Cette théorie est étayée par « de nombreuses preuves circonstancielles, mais pas de preuve définitive », selon une équipe dirigée par le Dr Bassem Habeeb, psychiatre à l’hôpital Hollins Park de Warrington, dans un document présenté à la réunion annuelle du Royal College of Psychiatrists à Édimbourg.

On a spéculé sur le fait qu’Hitler avait l’infection depuis que son médecin personnel, Theo Morrell, a exprimé ses propres soupçons dans son journal intime. Mais cette théorie n’a jamais été examinée de manière rigoureuse, affirment les chercheurs.

Mais si l’on examine la vie d’Hitler à travers le prisme d’un diagnostic de syphilis, un indice conduit à un autre jusqu’à ce qu’un schéma d’infection et d’infection progressive émerge, une maladie qui a pu le définir dès sa jeunesse comme un marginal et qui a progressivement ravagé son corps et son esprit.

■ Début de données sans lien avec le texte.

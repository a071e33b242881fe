//! Application layer - Services and Handlers.
//!
//! Process-wide services (health router, counters, settings resolution,
//! cache janitor) are constructed once and shared by the chat handlers.
//! The stream relay and run poller drive each individual turn.

pub mod agent_settings;
pub mod cache_janitor;
pub mod counters;
pub mod error;
pub mod handlers;
pub mod health_router;
pub mod relay;
pub mod run_poller;

pub use agent_settings::AgentSettingsResolver;
pub use cache_janitor::CacheJanitor;
pub use counters::{PerformanceCounters, PerformanceStats};
pub use error::GatewayError;
pub use handlers::{AssistantChatHandler, ChatCommand, ChatReply, StreamChatHandler};
pub use health_router::HealthRouter;
pub use relay::EventSink;
pub use run_poller::RunPoller;
//! Conversation module - cached handles to remote conversation threads.

mod cache_key;
mod handle;

pub use cache_key::CacheKey;
pub use handle::{
    ConversationHandle, HandlePolicy, DEFAULT_CLEANUP_INTERVAL, DEFAULT_HANDLE_TTL,
    DEFAULT_IDLE_EVICTION,
};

Hitler a fait de la syphilis une priorité de son programme politique, consacrant 13 pages à la maladie dans Mein Kampf. La tâche de « combattre la syphilis… la maladie juive… doit être la tâche de toute la nation allemande », écrit-il. La santé de la nation ne sera retrouvée qu’en éliminant les Juifs ». Selon

le Dr Theophanous, la croyance bizarre d’Hitler selon laquelle la syphilis est une maladie héréditaire qui a été créée et propagée par les Juifs et qui entraîne la folie et le retard mental pourrait être la raison pour laquelle il a tenté d’éliminer les retardés mentaux.

Son médecin, Theo Morrell, a noté que son site Parkinson’s disease, ses crises gastriques sévères, ses lésions cutanées et ses violentes sautes d’humeur étaient autant de preuves qu’il avait contracté la syphilis – ainsi que « des comportements criminels soudains, de la paranoïa, de la grandiosité et de la manie, autant de changements qui apparaissent dans les cas de neuro-syphilis ».